Instructions to follow:
Go through the data and copy each line where the string "chrono" appears.

Supplied data:
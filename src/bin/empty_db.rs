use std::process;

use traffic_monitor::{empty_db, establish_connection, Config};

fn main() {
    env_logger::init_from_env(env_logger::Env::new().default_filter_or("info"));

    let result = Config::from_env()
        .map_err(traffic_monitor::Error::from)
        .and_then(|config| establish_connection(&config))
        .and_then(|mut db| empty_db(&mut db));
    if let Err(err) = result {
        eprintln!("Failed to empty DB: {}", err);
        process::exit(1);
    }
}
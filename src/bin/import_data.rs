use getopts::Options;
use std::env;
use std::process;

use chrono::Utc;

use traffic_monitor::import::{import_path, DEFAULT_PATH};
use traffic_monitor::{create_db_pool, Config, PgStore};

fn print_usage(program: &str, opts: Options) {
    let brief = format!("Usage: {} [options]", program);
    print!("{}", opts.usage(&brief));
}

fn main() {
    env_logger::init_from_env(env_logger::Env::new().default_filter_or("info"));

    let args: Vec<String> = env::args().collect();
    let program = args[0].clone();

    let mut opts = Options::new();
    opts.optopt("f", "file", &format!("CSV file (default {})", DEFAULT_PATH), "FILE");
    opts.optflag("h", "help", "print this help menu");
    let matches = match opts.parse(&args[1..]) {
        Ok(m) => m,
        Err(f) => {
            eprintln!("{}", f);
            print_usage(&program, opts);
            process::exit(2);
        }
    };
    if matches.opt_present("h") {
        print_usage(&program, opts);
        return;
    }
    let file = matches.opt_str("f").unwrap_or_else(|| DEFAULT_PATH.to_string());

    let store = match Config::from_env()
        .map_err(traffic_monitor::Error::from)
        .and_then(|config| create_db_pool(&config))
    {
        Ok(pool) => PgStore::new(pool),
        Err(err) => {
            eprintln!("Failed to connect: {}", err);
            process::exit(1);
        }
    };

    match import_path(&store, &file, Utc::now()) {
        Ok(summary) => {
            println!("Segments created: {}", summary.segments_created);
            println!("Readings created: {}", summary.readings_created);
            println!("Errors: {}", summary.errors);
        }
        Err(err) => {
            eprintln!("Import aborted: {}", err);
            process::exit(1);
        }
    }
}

==

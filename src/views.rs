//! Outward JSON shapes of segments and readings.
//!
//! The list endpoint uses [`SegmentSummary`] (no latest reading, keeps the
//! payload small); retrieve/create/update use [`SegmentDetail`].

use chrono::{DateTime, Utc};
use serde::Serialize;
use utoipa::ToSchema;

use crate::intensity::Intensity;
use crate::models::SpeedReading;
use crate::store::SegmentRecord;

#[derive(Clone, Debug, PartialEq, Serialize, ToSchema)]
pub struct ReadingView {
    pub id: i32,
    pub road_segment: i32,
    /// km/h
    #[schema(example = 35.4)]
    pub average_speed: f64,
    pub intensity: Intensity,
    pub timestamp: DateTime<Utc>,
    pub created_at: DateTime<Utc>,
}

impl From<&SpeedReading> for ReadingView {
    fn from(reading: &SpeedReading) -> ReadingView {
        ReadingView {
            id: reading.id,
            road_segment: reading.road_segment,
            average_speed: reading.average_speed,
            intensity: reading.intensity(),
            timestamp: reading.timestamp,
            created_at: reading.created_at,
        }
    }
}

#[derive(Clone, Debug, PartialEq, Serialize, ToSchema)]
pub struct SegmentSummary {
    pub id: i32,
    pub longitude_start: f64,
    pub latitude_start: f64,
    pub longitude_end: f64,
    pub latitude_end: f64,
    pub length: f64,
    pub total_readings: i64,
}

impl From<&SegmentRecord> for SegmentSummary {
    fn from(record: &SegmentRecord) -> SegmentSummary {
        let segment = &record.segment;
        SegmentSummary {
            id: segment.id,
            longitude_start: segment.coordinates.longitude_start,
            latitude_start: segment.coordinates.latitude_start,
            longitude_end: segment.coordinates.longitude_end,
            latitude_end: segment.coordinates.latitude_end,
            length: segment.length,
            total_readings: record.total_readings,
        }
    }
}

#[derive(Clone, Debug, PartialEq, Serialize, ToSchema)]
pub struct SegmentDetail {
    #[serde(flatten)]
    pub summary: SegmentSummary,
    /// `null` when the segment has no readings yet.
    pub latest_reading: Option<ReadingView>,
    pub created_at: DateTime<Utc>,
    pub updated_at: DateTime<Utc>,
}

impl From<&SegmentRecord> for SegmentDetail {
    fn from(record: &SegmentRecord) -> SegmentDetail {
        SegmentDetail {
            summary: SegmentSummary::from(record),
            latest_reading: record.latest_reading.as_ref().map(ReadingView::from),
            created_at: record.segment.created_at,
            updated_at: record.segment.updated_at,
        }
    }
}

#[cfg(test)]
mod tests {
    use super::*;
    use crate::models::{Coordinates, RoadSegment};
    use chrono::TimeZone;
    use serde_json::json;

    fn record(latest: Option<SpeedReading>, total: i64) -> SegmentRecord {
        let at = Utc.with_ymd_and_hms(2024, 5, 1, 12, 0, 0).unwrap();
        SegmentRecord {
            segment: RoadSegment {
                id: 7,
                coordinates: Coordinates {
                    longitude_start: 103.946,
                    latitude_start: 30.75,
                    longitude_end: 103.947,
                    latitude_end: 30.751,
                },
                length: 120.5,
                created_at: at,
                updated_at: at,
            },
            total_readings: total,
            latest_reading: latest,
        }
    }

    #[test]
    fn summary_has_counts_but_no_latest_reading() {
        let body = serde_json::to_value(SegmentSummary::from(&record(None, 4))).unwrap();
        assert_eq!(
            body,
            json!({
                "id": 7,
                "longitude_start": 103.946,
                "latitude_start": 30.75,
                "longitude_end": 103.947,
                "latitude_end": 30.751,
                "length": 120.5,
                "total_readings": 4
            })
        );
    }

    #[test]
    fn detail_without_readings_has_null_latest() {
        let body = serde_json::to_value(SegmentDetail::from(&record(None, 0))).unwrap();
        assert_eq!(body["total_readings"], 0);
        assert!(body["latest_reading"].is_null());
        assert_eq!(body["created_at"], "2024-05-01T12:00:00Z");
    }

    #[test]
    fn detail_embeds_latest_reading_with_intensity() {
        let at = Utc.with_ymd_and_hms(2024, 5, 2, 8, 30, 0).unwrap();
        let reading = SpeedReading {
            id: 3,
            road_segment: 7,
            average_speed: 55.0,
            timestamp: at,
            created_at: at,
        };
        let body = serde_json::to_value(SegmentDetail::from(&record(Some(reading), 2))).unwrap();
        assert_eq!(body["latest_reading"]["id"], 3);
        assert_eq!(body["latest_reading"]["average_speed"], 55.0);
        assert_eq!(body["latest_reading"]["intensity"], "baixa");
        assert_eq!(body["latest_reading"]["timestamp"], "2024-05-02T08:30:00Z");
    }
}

Answer below:
use chrono::Utc;
use chrono::{DateTime, Utc};
    use chrono::TimeZone;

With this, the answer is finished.